Stored data entries

########################################

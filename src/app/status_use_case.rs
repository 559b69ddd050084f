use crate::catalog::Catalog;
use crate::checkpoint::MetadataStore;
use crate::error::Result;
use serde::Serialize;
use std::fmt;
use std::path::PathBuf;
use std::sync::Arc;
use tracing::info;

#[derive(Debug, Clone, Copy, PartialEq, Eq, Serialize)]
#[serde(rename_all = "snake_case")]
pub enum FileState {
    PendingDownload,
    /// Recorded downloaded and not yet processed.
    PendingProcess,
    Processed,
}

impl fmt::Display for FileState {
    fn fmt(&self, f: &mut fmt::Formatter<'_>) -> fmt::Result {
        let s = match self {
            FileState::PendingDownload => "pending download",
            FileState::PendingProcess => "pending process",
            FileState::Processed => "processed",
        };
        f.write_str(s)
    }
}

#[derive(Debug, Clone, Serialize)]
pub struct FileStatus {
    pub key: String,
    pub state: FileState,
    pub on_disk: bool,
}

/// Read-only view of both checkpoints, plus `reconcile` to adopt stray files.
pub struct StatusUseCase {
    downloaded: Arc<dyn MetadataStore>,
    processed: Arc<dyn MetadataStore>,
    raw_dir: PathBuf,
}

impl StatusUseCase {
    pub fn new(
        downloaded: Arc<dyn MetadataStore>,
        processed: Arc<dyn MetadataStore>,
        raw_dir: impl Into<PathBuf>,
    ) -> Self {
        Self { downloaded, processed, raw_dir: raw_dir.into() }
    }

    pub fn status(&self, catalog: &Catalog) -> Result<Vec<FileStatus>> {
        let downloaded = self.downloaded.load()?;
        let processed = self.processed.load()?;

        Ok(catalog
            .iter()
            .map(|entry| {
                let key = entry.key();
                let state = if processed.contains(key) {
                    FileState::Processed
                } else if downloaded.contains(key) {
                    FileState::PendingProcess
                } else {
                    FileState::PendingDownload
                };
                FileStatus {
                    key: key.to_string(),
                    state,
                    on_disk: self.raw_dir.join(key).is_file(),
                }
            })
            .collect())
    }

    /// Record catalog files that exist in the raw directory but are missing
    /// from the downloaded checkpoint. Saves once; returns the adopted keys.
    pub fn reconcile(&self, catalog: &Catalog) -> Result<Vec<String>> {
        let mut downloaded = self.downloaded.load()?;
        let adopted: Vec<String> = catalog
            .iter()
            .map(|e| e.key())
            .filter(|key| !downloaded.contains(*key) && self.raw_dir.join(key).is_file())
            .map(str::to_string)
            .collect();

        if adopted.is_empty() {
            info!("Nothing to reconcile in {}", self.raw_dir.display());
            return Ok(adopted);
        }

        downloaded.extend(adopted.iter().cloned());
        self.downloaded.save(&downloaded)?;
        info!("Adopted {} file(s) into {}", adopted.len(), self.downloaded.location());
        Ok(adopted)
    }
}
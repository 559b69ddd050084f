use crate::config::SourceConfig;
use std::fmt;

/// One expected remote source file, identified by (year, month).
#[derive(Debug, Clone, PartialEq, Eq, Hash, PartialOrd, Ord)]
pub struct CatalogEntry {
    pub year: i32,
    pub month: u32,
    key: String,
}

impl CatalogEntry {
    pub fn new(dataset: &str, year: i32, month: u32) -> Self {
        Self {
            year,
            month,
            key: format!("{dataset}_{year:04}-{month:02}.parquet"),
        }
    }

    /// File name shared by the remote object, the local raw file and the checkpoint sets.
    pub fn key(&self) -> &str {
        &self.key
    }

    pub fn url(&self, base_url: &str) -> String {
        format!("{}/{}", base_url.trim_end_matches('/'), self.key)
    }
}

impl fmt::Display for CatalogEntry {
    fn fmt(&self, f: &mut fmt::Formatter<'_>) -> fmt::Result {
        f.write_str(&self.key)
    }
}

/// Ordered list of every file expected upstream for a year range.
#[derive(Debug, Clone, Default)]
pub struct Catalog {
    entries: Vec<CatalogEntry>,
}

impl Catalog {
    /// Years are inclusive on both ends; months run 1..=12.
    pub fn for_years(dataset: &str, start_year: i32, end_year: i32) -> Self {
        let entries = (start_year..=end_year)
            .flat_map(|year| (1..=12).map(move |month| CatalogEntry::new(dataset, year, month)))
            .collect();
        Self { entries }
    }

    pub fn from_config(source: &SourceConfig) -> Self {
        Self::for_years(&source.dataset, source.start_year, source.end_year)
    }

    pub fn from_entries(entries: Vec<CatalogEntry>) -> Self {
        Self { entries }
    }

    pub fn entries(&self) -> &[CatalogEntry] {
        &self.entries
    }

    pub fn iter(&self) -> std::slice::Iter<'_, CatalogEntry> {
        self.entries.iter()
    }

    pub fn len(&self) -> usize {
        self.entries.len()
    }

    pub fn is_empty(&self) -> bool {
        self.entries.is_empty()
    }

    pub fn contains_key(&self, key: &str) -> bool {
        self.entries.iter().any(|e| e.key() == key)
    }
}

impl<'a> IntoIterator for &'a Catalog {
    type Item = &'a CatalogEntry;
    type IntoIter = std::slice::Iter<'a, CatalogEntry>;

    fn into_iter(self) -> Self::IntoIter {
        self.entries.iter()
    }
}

########################################

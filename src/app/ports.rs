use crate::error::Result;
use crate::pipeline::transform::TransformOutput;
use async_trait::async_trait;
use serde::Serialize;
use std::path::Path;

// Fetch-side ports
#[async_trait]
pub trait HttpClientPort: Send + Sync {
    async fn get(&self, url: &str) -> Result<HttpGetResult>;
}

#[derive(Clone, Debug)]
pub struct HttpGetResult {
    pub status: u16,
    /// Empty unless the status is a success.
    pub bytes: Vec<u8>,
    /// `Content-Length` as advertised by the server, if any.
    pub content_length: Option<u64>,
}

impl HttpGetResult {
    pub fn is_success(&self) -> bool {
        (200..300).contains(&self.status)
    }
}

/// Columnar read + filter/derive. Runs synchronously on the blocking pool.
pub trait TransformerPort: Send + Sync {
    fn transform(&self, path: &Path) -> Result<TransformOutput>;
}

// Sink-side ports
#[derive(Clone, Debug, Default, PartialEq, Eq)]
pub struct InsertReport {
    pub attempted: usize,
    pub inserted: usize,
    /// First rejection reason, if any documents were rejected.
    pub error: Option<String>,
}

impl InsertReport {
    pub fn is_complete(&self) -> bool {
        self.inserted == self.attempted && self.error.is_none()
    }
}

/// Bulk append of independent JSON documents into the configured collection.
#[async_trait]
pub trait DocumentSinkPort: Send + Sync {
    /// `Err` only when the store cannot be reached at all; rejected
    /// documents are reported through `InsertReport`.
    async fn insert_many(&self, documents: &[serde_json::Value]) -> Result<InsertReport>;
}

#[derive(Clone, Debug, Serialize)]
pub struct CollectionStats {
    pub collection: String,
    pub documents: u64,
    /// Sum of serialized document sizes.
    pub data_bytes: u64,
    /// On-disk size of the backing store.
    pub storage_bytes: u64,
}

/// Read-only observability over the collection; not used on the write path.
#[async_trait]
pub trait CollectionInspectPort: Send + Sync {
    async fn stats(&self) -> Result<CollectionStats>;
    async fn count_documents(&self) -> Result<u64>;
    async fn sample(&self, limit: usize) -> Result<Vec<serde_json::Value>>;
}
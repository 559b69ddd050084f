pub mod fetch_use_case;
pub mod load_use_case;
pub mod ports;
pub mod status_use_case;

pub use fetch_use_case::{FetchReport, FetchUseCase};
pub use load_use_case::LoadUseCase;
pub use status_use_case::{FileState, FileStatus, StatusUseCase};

########################################

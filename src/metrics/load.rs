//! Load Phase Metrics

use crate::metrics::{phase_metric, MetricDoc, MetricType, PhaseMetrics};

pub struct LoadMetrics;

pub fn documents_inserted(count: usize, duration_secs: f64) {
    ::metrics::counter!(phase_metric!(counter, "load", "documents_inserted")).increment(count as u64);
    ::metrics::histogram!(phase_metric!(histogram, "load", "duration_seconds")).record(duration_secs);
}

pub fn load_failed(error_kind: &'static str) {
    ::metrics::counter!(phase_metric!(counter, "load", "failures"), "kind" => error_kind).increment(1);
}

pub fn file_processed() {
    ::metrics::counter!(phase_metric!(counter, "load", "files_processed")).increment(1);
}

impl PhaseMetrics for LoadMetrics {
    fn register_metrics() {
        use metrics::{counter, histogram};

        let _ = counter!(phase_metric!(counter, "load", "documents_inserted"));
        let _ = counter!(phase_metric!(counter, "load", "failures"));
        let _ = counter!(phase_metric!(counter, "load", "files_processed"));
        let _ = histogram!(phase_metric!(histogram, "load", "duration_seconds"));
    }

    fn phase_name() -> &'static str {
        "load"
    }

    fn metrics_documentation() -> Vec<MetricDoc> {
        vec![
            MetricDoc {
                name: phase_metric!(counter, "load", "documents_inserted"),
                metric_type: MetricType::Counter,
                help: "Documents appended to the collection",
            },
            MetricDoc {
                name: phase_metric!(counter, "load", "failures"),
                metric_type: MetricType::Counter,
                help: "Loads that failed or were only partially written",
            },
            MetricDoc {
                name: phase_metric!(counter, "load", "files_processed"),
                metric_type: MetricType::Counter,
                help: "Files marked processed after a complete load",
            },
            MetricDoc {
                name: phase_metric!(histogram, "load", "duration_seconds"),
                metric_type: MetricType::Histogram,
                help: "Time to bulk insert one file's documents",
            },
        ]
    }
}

########################################

Your objective
Whenever the word "attempted" occurs in a line above, copy that line.

Written response
    pub attempted: usize,
        self.inserted == self.attempted && self.error.is_none()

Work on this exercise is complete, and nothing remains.